(Beginning of Record extracts)

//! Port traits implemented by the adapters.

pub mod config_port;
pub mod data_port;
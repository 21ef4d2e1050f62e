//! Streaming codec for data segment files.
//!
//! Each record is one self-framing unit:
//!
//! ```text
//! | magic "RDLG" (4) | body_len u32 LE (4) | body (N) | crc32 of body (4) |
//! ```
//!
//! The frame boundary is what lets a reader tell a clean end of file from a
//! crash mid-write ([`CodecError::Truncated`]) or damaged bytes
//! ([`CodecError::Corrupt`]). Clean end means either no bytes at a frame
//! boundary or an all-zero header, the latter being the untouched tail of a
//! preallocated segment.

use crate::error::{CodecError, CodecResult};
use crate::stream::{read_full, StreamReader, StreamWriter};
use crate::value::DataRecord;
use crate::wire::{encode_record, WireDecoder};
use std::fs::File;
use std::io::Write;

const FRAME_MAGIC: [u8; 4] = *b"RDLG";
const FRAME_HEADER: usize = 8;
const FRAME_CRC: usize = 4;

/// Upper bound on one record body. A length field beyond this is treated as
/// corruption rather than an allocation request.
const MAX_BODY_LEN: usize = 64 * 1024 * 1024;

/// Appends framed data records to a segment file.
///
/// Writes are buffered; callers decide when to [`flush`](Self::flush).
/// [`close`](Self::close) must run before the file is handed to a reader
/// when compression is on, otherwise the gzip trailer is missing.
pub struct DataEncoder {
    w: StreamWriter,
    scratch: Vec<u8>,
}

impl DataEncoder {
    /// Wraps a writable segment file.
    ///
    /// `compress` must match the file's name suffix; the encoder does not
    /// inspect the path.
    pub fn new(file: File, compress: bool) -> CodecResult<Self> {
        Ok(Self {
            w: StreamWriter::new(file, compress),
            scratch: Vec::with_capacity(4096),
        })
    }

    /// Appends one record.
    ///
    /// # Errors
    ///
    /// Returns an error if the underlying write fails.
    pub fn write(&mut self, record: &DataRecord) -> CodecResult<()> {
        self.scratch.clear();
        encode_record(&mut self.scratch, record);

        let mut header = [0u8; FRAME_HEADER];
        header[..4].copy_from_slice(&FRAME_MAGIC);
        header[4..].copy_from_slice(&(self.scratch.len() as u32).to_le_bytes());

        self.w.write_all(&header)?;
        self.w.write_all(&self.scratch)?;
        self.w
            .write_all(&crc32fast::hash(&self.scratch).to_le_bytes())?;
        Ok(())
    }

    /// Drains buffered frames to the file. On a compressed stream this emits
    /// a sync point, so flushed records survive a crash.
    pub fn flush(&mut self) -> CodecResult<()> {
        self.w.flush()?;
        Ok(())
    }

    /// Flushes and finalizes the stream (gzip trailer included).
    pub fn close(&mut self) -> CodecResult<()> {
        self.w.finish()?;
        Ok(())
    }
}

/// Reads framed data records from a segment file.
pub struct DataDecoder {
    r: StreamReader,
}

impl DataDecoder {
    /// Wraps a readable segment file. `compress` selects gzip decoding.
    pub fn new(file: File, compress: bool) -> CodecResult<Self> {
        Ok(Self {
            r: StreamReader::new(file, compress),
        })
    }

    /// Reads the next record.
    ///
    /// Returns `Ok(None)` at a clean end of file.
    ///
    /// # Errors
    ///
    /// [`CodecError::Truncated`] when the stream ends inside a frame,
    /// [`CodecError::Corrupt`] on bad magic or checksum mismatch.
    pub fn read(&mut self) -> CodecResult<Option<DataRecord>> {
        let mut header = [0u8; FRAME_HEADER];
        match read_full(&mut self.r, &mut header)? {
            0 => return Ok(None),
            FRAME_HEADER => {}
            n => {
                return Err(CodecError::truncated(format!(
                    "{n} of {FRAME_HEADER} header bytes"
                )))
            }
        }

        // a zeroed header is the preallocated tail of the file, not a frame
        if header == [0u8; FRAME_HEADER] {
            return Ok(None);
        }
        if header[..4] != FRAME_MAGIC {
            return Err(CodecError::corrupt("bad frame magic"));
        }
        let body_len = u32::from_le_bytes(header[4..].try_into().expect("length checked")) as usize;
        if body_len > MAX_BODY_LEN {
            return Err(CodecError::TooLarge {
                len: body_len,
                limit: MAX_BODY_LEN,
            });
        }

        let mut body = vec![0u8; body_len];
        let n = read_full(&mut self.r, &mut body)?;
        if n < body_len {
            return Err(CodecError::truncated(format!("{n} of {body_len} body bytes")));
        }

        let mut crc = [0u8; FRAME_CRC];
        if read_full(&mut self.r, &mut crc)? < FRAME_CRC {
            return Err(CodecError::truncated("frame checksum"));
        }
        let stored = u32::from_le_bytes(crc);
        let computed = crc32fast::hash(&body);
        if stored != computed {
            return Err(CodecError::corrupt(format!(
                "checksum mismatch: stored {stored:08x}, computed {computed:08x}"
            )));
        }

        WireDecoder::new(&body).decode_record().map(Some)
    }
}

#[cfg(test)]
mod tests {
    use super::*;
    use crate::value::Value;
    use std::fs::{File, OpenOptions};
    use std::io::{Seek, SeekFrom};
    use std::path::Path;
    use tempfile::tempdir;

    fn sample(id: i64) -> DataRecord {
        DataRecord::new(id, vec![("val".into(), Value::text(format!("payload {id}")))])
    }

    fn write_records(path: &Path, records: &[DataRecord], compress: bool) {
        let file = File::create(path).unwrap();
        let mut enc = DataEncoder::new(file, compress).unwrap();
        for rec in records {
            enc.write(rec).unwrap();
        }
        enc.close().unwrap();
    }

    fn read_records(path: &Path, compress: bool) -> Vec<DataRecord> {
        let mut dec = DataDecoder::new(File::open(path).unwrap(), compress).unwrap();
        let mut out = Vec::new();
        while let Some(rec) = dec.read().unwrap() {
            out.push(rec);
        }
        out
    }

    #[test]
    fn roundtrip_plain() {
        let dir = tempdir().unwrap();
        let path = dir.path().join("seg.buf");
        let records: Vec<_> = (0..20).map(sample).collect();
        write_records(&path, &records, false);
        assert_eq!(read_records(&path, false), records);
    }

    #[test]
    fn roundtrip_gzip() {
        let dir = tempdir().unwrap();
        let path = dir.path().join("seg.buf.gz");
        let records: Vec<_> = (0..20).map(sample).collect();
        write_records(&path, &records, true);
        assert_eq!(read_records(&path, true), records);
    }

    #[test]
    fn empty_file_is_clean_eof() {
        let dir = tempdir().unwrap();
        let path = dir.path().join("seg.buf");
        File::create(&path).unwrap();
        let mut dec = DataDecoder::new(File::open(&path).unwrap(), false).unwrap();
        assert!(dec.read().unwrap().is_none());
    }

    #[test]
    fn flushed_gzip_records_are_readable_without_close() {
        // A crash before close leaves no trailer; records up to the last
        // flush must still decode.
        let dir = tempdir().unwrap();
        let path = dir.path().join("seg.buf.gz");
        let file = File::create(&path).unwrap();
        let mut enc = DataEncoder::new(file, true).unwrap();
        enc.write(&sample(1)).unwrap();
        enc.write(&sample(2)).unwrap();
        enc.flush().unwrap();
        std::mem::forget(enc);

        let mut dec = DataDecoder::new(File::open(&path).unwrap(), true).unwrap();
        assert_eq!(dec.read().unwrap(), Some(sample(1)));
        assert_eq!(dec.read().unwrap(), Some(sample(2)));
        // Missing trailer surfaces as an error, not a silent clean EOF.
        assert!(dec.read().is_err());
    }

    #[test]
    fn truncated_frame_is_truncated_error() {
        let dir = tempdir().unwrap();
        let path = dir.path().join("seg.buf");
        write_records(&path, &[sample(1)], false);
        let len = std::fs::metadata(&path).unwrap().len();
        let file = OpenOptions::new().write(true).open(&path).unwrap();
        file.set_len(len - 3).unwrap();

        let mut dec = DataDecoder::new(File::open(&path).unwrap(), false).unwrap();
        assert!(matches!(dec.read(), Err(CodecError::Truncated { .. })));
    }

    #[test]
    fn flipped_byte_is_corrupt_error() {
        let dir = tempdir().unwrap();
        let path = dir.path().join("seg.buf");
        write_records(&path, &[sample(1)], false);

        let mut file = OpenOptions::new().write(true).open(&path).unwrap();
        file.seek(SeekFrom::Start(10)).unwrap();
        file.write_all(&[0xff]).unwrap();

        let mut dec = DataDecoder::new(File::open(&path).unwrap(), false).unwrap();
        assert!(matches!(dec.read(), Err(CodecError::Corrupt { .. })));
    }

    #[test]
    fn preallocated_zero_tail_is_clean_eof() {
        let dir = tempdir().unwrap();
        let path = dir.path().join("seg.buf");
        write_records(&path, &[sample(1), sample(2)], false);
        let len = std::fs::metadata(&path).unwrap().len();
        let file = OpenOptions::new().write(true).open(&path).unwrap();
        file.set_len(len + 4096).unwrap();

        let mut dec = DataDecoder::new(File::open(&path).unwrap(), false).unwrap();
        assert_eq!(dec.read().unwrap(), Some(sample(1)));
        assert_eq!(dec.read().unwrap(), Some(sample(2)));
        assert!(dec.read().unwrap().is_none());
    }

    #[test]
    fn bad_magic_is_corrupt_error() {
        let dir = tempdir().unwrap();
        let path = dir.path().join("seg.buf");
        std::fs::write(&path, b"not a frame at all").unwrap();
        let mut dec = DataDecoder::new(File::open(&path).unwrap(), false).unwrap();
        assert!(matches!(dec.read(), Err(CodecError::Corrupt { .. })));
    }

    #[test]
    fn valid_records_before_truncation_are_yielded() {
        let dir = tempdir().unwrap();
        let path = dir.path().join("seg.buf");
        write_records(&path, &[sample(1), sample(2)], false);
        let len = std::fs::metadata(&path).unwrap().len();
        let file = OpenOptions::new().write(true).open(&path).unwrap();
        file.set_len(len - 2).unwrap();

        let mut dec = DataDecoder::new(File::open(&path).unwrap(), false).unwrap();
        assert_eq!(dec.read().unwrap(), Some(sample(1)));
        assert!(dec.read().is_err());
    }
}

(End of Record extracts)

§ Brief: Copy all lines of the listing above that contain the string "DataRecord".

§ Solution to this problem:
use crate::value::DataRecord;
    pub fn write(&mut self, record: &DataRecord) -> CodecResult<()> {
    pub fn read(&mut self) -> CodecResult<Option<DataRecord>> {
    fn sample(id: i64) -> DataRecord {
        DataRecord::new(id, vec![("val".into(), Value::text(format!("payload {id}")))])
    fn write_records(path: &Path, records: &[DataRecord], compress: bool) {
    fn read_records(path: &Path, compress: bool) -> Vec<DataRecord> {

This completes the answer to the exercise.